Se fue hacia el salón y todos le siguieron.
Rogers entraba con un vaso de coñac. Miss Brent estaba inclinada sobre la cocinera que se
quejaba.
Hábilmente, Rogers se interpuso entre las dos mujeres.
—Permítame, señorita, decirle una palabra… Ethel… Ethel… no te atormentes, no es nada
serio…, ¿me comprendes…? Anímate un poco.
La criada respiraba con dificultad. Sus ojos fijos y asustados recorrieron todas las caras. La voz
de su marido se hacía cada vez más fuerte:
—Anda, Ethel, no te excites.
— Se encontrará mejor dentro de poco; sólo se trata de una broma — le dijo el doctor
amablemente, en animoso tono.
—¿Me he desmayado, doctor?
—Sí, mistress Rogers.
—Era esa voz… esa horrible voz… Como si fuera la de un juez.
De nuevo su cara se puso verdosa y sus ojos parpadearon.
El doctor pidió vivamente:
—¿Dónde está el coñac?
Rogers había puesto el vaso encima de una mesita, se lo dio al doctor que se inclinó sobre la
criada.
—Tenga, beba esto.
Bebió un sorbo y tosió. El alcohol le sentó muy bien; los colores reaparecieron en su semblante.
—Me siento mejor ahora —dijo la enferma—. Esto me ha impresionado mucho.
Su marido la interrumpió:
—Lo creo; a mí también. Dejé caer la bandeja. Son infames mentiras… Me gustaría saber…

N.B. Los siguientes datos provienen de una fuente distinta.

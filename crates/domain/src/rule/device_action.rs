//! Device action parameters: send a command to a device.

use serde_json::Value;

use super::params::{ParamBuilder, integer, ranged};
use crate::device::Method;
use crate::error::ParamError;
use crate::id::DeviceId;

pub const MIN_REPEATS: u8 = 1;
pub const MAX_REPEATS: u8 = 10;

/// What a device action sends, and how persistently.
#[derive(Debug, Clone, PartialEq, Eq)]
pub struct DeviceActionParams {
    pub device_id: DeviceId,
    pub method: Method,
    pub value: Option<i64>,
    /// Number of deliveries attempted, within `MIN_REPEATS..=MAX_REPEATS`.
    pub repeats: u8,
    /// Description of the owning rule, used as the command origin.
    pub description: String,
}

impl DeviceActionParams {
    #[must_use]
    pub fn builder(description: impl Into<String>) -> DeviceActionBuilder {
        DeviceActionBuilder {
            description: description.into(),
            ..DeviceActionBuilder::default()
        }
    }
}

#[derive(Debug)]
pub struct DeviceActionBuilder {
    device_id: DeviceId,
    method: Method,
    value: Option<i64>,
    repeats: i64,
    description: String,
}

impl Default for DeviceActionBuilder {
    fn default() -> Self {
        Self {
            device_id: DeviceId::default(),
            method: Method::default(),
            value: None,
            repeats: i64::from(MIN_REPEATS),
            description: String::new(),
        }
    }
}

impl DeviceActionBuilder {
    #[must_use]
    pub fn device_id(mut self, device_id: DeviceId) -> Self {
        self.device_id = device_id;
        self
    }

    #[must_use]
    pub fn method(mut self, method: Method) -> Self {
        self.method = method;
        self
    }

    #[must_use]
    pub fn value(mut self, value: i64) -> Self {
        self.value = Some(value);
        self
    }

    #[must_use]
    pub fn repeats(mut self, repeats: i64) -> Self {
        self.repeats = repeats;
        self
    }
}

impl ParamBuilder for DeviceActionBuilder {
    type Output = DeviceActionParams;

    fn parse_param(&mut self, name: &str, value: &Value) -> Result<(), ParamError> {
        match name {
            "clientDeviceId" => self.device_id = ranged(name, value)?,
            "method" => self.method = ranged(name, value)?,
            "repeats" => self.repeats = integer(name, value)?,
            "value" => self.value = Some(integer(name, value)?),
            _ => {}
        }
        Ok(())
    }

    fn build(self) -> DeviceActionParams {
        let clamped = self
            .repeats
            .clamp(i64::from(MIN_REPEATS), i64::from(MAX_REPEATS));
        DeviceActionParams {
            device_id: self.device_id,
            method: self.method,
            value: self.value,
            repeats: u8::try_from(clamped).unwrap_or(MIN_REPEATS),
            description: self.description,
        }
    }
}
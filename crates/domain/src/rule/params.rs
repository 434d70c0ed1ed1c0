//! Rule-storage parameters and the builder protocol that consumes them.

use serde::{Deserialize, Serialize};
use serde_json::Value;

use crate::error::ParamError;
use crate::sensor::ValueType;

/// Name/value pairs describing one rule element, as produced by rule storage.
///
/// Order is preserved but carries no meaning: builders accept parameters in
/// any order.
#[derive(Debug, Clone, Default, PartialEq, Serialize, Deserialize)]
#[serde(from = "serde_json::Map<String, Value>", into = "serde_json::Map<String, Value>")]
pub struct RuleParams {
    entries: Vec<(String, Value)>,
}

impl RuleParams {
    #[must_use]
    pub fn new() -> Self {
        Self::default()
    }

    /// Append a parameter.
    #[must_use]
    pub fn with(mut self, name: impl Into<String>, value: impl Into<Value>) -> Self {
        self.entries.push((name.into(), value.into()));
        self
    }

    /// Value of the first parameter called `name`.
    #[must_use]
    pub fn get(&self, name: &str) -> Option<&Value> {
        self.entries
            .iter()
            .find(|(key, _)| key == name)
            .map(|(_, value)| value)
    }

    pub fn iter(&self) -> impl Iterator<Item = (&str, &Value)> {
        self.entries.iter().map(|(k, v)| (k.as_str(), v))
    }

    #[must_use]
    pub fn len(&self) -> usize {
        self.entries.len()
    }

    #[must_use]
    pub fn is_empty(&self) -> bool {
        self.entries.is_empty()
    }

    /// Whether the element targets a device owned by this hub (`local == 1`).
    ///
    /// Remote elements are handled by another factory.
    #[must_use]
    pub fn is_local(&self) -> bool {
        self.get("local").and_then(Value::as_i64) == Some(1)
    }
}

impl<K: Into<String>> FromIterator<(K, Value)> for RuleParams {
    fn from_iter<I: IntoIterator<Item = (K, Value)>>(iter: I) -> Self {
        Self {
            entries: iter.into_iter().map(|(k, v)| (k.into(), v)).collect(),
        }
    }
}

impl From<serde_json::Map<String, Value>> for RuleParams {
    fn from(map: serde_json::Map<String, Value>) -> Self {
        map.into_iter().collect()
    }
}

impl From<RuleParams> for serde_json::Map<String, Value> {
    fn from(params: RuleParams) -> Self {
        params.entries.into_iter().collect()
    }
}

/// Accumulates rule-storage parameters into a typed parameter struct.
pub trait ParamBuilder: Sized {
    type Output;

    /// Consume one parameter.
    ///
    /// Unknown names are ignored.
    ///
    /// # Errors
    ///
    /// Returns a [`ParamError`] when the value of a known parameter cannot be
    /// interpreted. The builder keeps the previous value for that field.
    fn parse_param(&mut self, name: &str, value: &Value) -> Result<(), ParamError>;

    /// Finalize, applying range clamping.
    fn build(self) -> Self::Output;

    /// Feed every pair of `params`, returning the errors of the rejected ones.
    fn parse_all(&mut self, params: &RuleParams) -> Vec<ParamError> {
        params
            .iter()
            .filter_map(|(name, value)| self.parse_param(name, value).err())
            .collect()
    }
}

/// Interpret `value` as an integer, accepting JSON numbers and numeric strings.
///
/// Floats are accepted when they carry no fractional part (`3.0`).
pub(crate) fn integer(name: &str, value: &Value) -> Result<i64, ParamError> {
    let parsed = match value {
        Value::Number(n) => n.as_i64().or_else(|| n.as_f64().and_then(integral)),
        Value::String(s) => s.trim().parse().ok(),
        _ => None,
    };
    parsed.ok_or_else(|| ParamError::NotAnInteger {
        name: name.to_string(),
        value: value.clone(),
    })
}

#[allow(clippy::cast_possible_truncation, clippy::cast_precision_loss)]
fn integral(value: f64) -> Option<i64> {
    let in_range = value >= i64::MIN as f64 && value < i64::MAX as f64;
    (in_range && value.fract() == 0.0).then_some(value as i64)
}

/// Interpret `value` as an integer and convert it into a narrower type.
pub(crate) fn ranged<T: TryFrom<i64>>(name: &str, value: &Value) -> Result<T, ParamError> {
    let raw = integer(name, value)?;
    T::try_from(raw).map_err(|_| ParamError::OutOfRange {
        name: name.to_string(),
        value: raw,
    })
}

/// Interpret `value` as a finite float, accepting JSON numbers and numeric strings.
pub(crate) fn number(name: &str, value: &Value) -> Result<f64, ParamError> {
    let parsed = match value {
        Value::Number(n) => n.as_f64(),
        Value::String(s) => s.trim().parse::<f64>().ok(),
        _ => None,
    };
    parsed
        .filter(|v| v.is_finite())
        .ok_or_else(|| ParamError::NotANumber {
            name: name.to_string(),
            value: value.clone(),
        })
}

pub(crate) fn value_type(value: &Value) -> Result<ValueType, ParamError> {
    value
        .as_str()
        .and_then(|s| s.parse().ok())
        .ok_or_else(|| ParamError::UnknownValueType(value.clone()))
}

#[cfg(test)]
mod tests {
    use super::*;
    use serde_json::json;

    #[test]
    fn should_detect_local_flag() {
        assert!(RuleParams::new().with("local", 1).is_local());
        assert!(!RuleParams::new().with("local", 0).is_local());
        assert!(!RuleParams::new().is_local());
    }

    #[test]
    fn should_return_first_value_for_name() {
        let params = RuleParams::new().with("method", 1).with("method", 2);
        assert_eq!(params.get("method"), Some(&json!(1)));
        assert_eq!(params.len(), 2);
    }

    #[test]
    fn should_deserialize_from_json_object() {
        let params: RuleParams =
            serde_json::from_value(json!({"clientDeviceId": 4, "method": "2"})).unwrap();
        assert_eq!(params.get("clientDeviceId"), Some(&json!(4)));
        assert_eq!(params.get("method"), Some(&json!("2")));
    }

    #[test]
    fn should_parse_integers_from_numbers_and_strings() {
        assert_eq!(integer("x", &json!(7)).unwrap(), 7);
        assert_eq!(integer("x", &json!(" -3 ")).unwrap(), -3);
        assert!(integer("x", &json!(2.5)).is_err());
        assert!(integer("x", &json!(f64::MAX)).is_err());
        assert!(integer("x", &json!("abc")).is_err());
        assert!(integer("x", &json!(null)).is_err());
    }

    #[test]
    fn should_accept_integral_float_when_integer_expected() {
        assert_eq!(integer("repeats", &json!(3.0)).unwrap(), 3);
        assert_eq!(integer("edge", &json!(-1.0)).unwrap(), -1);
        let scale: u8 = ranged("scale", &json!(2.0)).unwrap();
        assert_eq!(scale, 2);
    }

    #[test]
    fn should_parse_finite_numbers_only() {
        assert!((number("x", &json!("21.5")).unwrap() - 21.5).abs() < f64::EPSILON);
        assert!((number("x", &json!(3)).unwrap() - 3.0).abs() < f64::EPSILON);
        assert!(number("x", &json!("NaN")).is_err());
        assert!(number("x", &json!("inf")).is_err());
        assert!(number("x", &json!(true)).is_err());
    }

    #[test]
    fn should_report_out_of_range_integers() {
        let result: Result<u8, _> = ranged("scale", &json!(300));
        assert_eq!(
            result,
            Err(ParamError::OutOfRange {
                name: "scale".to_string(),
                value: 300
            })
        );
    }
}
//! Port definitions: traits that adapters implement.
//!
//! Ports are the boundaries between the rule core and the outside world.
//! They are defined here (in `app`) so that both the use-case layer and the
//! adapter layer can depend on them without creating circular dependencies.

pub mod registry;
pub mod trigger_publisher;

pub use registry::{DeviceHandle, DeviceRegistry};
pub use trigger_publisher::TriggerPublisher;
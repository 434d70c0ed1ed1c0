//! In-memory fakes of the ports, shared by the unit tests of this crate.

use std::collections::HashMap;
use std::future::Future;
use std::sync::atomic::{AtomicBool, Ordering};
use std::sync::{Arc, Mutex};

use tokio::time::Instant;

use devrules_domain::device::{Command, DeviceState, Method};
use devrules_domain::error::DeliveryError;
use devrules_domain::event::TriggerFired;
use devrules_domain::id::DeviceId;
use devrules_domain::sensor::{Scale, ValueType};

use crate::ports::{DeviceHandle, DeviceRegistry, TriggerPublisher};

// ── Fake device ────────────────────────────────────────────────

struct FakeDeviceInner {
    id: DeviceId,
    class: String,
    state: Mutex<DeviceState>,
    sensors: Mutex<HashMap<(ValueType, Scale), f64>>,
    calls: Mutex<Vec<(Instant, Command)>>,
    failing: AtomicBool,
}

#[derive(Clone)]
pub(crate) struct FakeDevice {
    inner: Arc<FakeDeviceInner>,
}

impl FakeDevice {
    pub(crate) fn new(id: DeviceId, class: &str) -> Self {
        Self {
            inner: Arc::new(FakeDeviceInner {
                id,
                class: class.to_string(),
                state: Mutex::new(DeviceState::default()),
                sensors: Mutex::new(HashMap::new()),
                calls: Mutex::new(Vec::new()),
                failing: AtomicBool::new(false),
            }),
        }
    }

    pub(crate) fn fail_always(&self) {
        self.inner.failing.store(true, Ordering::SeqCst);
    }

    pub(crate) fn set_method(&self, method: Method) {
        self.inner.state.lock().unwrap().method = method;
    }

    pub(crate) fn set_sensor(&self, value_type: ValueType, scale: Scale, value: f64) {
        self.inner
            .sensors
            .lock()
            .unwrap()
            .insert((value_type, scale), value);
    }

    pub(crate) fn commands(&self) -> Vec<Command> {
        let calls = self.inner.calls.lock().unwrap();
        calls.iter().map(|(_, c)| c.clone()).collect()
    }

    /// Whole seconds between `start` and each recorded command.
    pub(crate) fn call_offsets(&self, start: Instant) -> Vec<u64> {
        let calls = self.inner.calls.lock().unwrap();
        calls
            .iter()
            .map(|(at, _)| at.duration_since(start).as_secs())
            .collect()
    }
}

impl DeviceHandle for FakeDevice {
    fn id(&self) -> DeviceId {
        self.inner.id
    }

    fn state(&self) -> DeviceState {
        self.inner.state.lock().unwrap().clone()
    }

    fn sensor_value(&self, value_type: ValueType, scale: Scale) -> Option<f64> {
        self.inner
            .sensors
            .lock()
            .unwrap()
            .get(&(value_type, scale))
            .copied()
    }

    fn class_tag(&self) -> &str {
        &self.inner.class
    }

    fn command(&self, command: Command) -> impl Future<Output = Result<(), DeliveryError>> + Send {
        self.inner
            .calls
            .lock()
            .unwrap()
            .push((Instant::now(), command));
        let result = if self.inner.failing.load(Ordering::SeqCst) {
            Err(DeliveryError::NotAcknowledged(self.inner.id))
        } else {
            Ok(())
        };
        std::future::ready(result)
    }
}

// ── Fake registry ──────────────────────────────────────────────

#[derive(Default)]
pub(crate) struct FakeRegistry {
    devices: Mutex<HashMap<DeviceId, FakeDevice>>,
}

impl FakeRegistry {
    pub(crate) fn with(devices: Vec<FakeDevice>) -> Self {
        let map = devices.into_iter().map(|d| (d.id(), d)).collect();
        Self {
            devices: Mutex::new(map),
        }
    }

    pub(crate) fn remove(&self, id: DeviceId) {
        self.devices.lock().unwrap().remove(&id);
    }
}

impl DeviceRegistry for FakeRegistry {
    type Device = FakeDevice;

    fn device(&self, id: DeviceId) -> Option<FakeDevice> {
        self.devices.lock().unwrap().get(&id).cloned()
    }
}

// ── Spy publisher ──────────────────────────────────────────────

#[derive(Default)]
pub(crate) struct SpyPublisher {
    events: Mutex<Vec<TriggerFired>>,
}

impl SpyPublisher {
    pub(crate) fn events(&self) -> Vec<TriggerFired> {
        self.events.lock().unwrap().clone()
    }
}

impl TriggerPublisher for SpyPublisher {
    fn publish(&self, fired: TriggerFired) {
        self.events.lock().unwrap().push(fired);
    }
}
//! Device registry port: lookup, state and command dispatch.

use std::future::Future;
use std::sync::Arc;

use devrules_domain::device::{Command, DeviceState};
use devrules_domain::error::DeliveryError;
use devrules_domain::id::DeviceId;
use devrules_domain::sensor::{Scale, ValueType};

/// A live device as seen through the registry.
///
/// Handles are cheap to clone and may outlive the registry entry they came
/// from; the rule core never stores them beyond a single evaluation or action.
pub trait DeviceHandle: Clone + Send + Sync + 'static {
    fn id(&self) -> DeviceId;

    /// Last method executed by the device and its argument.
    fn state(&self) -> DeviceState;

    /// Current reading for `value_type` in `scale`, if the device reports one.
    fn sensor_value(&self, value_type: ValueType, scale: Scale) -> Option<f64>;

    /// Device class, such as [`ONE_WAY_RF_CLASS`](devrules_domain::device::ONE_WAY_RF_CLASS).
    fn class_tag(&self) -> &str;

    /// Send a command to the device.
    ///
    /// Resolves once the device layer knows whether delivery succeeded.
    fn command(&self, command: Command) -> impl Future<Output = Result<(), DeliveryError>> + Send;
}

/// Resolves device ids into live handles.
pub trait DeviceRegistry: Send + Sync + 'static {
    type Device: DeviceHandle;

    /// Look up a device; `None` when it was removed or never existed.
    fn device(&self, id: DeviceId) -> Option<Self::Device>;
}

impl<T: DeviceRegistry> DeviceRegistry for Arc<T> {
    type Device = T::Device;

    fn device(&self, id: DeviceId) -> Option<Self::Device> {
        (**self).device(id)
    }
}
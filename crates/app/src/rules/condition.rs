//! Conditions read the current state of the registry when evaluated; they
//! keep no state of their own.

use std::sync::Arc;

use devrules_domain::rule::{DeviceConditionParams, RuleKind, SensorConditionParams};

use crate::ports::{DeviceHandle, DeviceRegistry};

/// Holds while a device's last executed method equals the configured one.
#[derive(Debug)]
pub struct DeviceCondition<R> {
    registry: Arc<R>,
    params: DeviceConditionParams,
}

impl<R: DeviceRegistry> DeviceCondition<R> {
    pub(crate) fn new(registry: Arc<R>, params: DeviceConditionParams) -> Self {
        Self { registry, params }
    }

    #[must_use]
    pub fn params(&self) -> &DeviceConditionParams {
        &self.params
    }

    /// An unknown device never satisfies the condition.
    #[must_use]
    pub fn evaluate(&self) -> bool {
        self.registry
            .device(self.params.device_id)
            .is_some_and(|device| self.params.is_satisfied_by(&device.state()))
    }
}

/// Holds while a sensor's current reading compares true to the reference.
#[derive(Debug)]
pub struct SensorCondition<R> {
    registry: Arc<R>,
    params: SensorConditionParams,
}

impl<R: DeviceRegistry> SensorCondition<R> {
    pub(crate) fn new(registry: Arc<R>, params: SensorConditionParams) -> Self {
        Self { registry, params }
    }

    #[must_use]
    pub fn params(&self) -> &SensorConditionParams {
        &self.params
    }

    /// False when the sensor is unknown, the value type is unset, or the
    /// sensor has no reading for the configured type and scale.
    #[must_use]
    pub fn evaluate(&self) -> bool {
        let Some(value_type) = self.params.value_type else {
            return false;
        };
        self.registry
            .device(self.params.sensor_id)
            .and_then(|sensor| sensor.sensor_value(value_type, self.params.scale))
            .is_some_and(|reading| self.params.is_satisfied_by(reading))
    }
}

/// A live condition returned by the factory.
#[derive(Debug)]
pub enum Condition<R> {
    Device(DeviceCondition<R>),
    Sensor(SensorCondition<R>),
}

impl<R: DeviceRegistry> Condition<R> {
    #[must_use]
    pub fn kind(&self) -> RuleKind {
        match self {
            Self::Device(_) => RuleKind::Device,
            Self::Sensor(_) => RuleKind::Sensor,
        }
    }

    #[must_use]
    pub fn evaluate(&self) -> bool {
        match self {
            Self::Device(c) => c.evaluate(),
            Self::Sensor(c) => c.evaluate(),
        }
    }

    /// Evaluate once and invoke exactly one of the callbacks.
    pub fn validate(&self, on_success: impl FnOnce(), on_failure: impl FnOnce()) {
        if self.evaluate() {
            on_success();
        } else {
            on_failure();
        }
    }
}
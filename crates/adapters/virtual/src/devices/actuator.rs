//! Actuator behaviour: how a method changes the reported state.

use devrules_domain::device::{DeviceState, Method};

/// State reached after executing `method` from `current`, or `None` for a
/// method the virtual devices do not understand.
///
/// `TOGGLE` resolves to `TURN_ON` or `TURN_OFF`; `DIM` keeps its level as
/// the state value, every other method clears it.
#[must_use]
pub fn apply_method(current: &DeviceState, method: Method, value: Option<i64>) -> Option<DeviceState> {
    let (method, value) = match method {
        Method::TOGGLE if current.method == Method::TURN_OFF => (Method::TURN_ON, String::new()),
        Method::TOGGLE => (Method::TURN_OFF, String::new()),
        Method::DIM => (Method::DIM, value.unwrap_or_default().to_string()),
        Method::TURN_ON
        | Method::TURN_OFF
        | Method::BELL
        | Method::LEARN
        | Method::EXECUTE
        | Method::UP
        | Method::DOWN
        | Method::STOP => (method, String::new()),
        _ => return None,
    };
    Some(DeviceState { method, value })
}

#[cfg(test)]
mod tests {
    use super::*;

    fn state(method: Method) -> DeviceState {
        DeviceState {
            method,
            value: String::new(),
        }
    }

    #[test]
    fn should_turn_on_when_toggled_from_off() {
        let next = apply_method(&state(Method::TURN_OFF), Method::TOGGLE, None).unwrap();
        assert_eq!(next.method, Method::TURN_ON);
    }

    #[test]
    fn should_turn_off_when_toggled_from_dimmed() {
        let next = apply_method(&state(Method::DIM), Method::TOGGLE, None).unwrap();
        assert_eq!(next.method, Method::TURN_OFF);
    }

    #[test]
    fn should_keep_level_when_dimmed() {
        let next = apply_method(&state(Method::TURN_OFF), Method::DIM, Some(120)).unwrap();
        assert_eq!(next, DeviceState { method: Method::DIM, value: "120".to_string() });
    }

    #[test]
    fn should_clear_level_when_turned_on() {
        let dimmed = DeviceState {
            method: Method::DIM,
            value: "120".to_string(),
        };
        let next = apply_method(&dimmed, Method::TURN_ON, None).unwrap();
        assert_eq!(next, state(Method::TURN_ON));
    }

    #[test]
    fn should_reject_combined_method_codes() {
        assert_eq!(apply_method(&state(Method::TURN_OFF), Method::new(3), None), None);
    }
}
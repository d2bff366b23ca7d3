use serde::{Deserialize, Serialize};

/// Drawing styles applied to the TikZ primitives.
#[derive(Debug, Clone, Serialize, Deserialize)]
pub struct Theme {
    pub arrow_color: String,
    pub underline_color: String,
    pub line_width_pt: f32,
}

impl Theme {
    pub fn blue() -> Self {
        Self {
            arrow_color: "blue".to_string(),
            underline_color: "blue".to_string(),
            line_width_pt: 2.0,
        }
    }

    pub fn monochrome() -> Self {
        Self {
            arrow_color: "black".to_string(),
            underline_color: "black".to_string(),
            line_width_pt: 1.2,
        }
    }

    pub fn arrow_style(&self) -> String {
        format!("->, {}", self.arrow_color)
    }

    pub fn underline_style(&self) -> String {
        self.underline_color.clone()
    }
}

impl Default for Theme {
    fn default() -> Self {
        Self::blue()
    }
}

Fue interrumpido por una tos… una tosecilla seca, pero que le cortó la palabra. Miró al juez que,
en el tono de antes, volvió a toser.
—¿Quién ha puesto ese disco en el gramófono? ¿Ha sido usted, Rogers? —interrogó el juez.
Rogers protestó.
—No sabia de qué se tratabaseñor; juro que lo ignoraba. Si hubiese sabido lo que decía no lo
hubiera puesto, se lo aseguro.
El juez profirió con voz brusca:
—Quiero creerle, pero, sin embargo, me gustaría que me proporcionara algunas explicaciones,
Rogers.
El criado se secó el sudor de la frente con un pañuelo y declaró con franqueza:
—No he hecho más que obedecer órdenes.
—¿Qué ordenes?
El juez Wargrave insistió:
—Esclareceremos un poco esto. ¿Qué órdenes le ha dado exactamente mister Owen?
—Me dijo que pusiera un disco en el gramófono, que este disco lo encontraría en el cajón y mi
mujer pondría el gramófono en marcha cuando yo sirviese el café en el salón.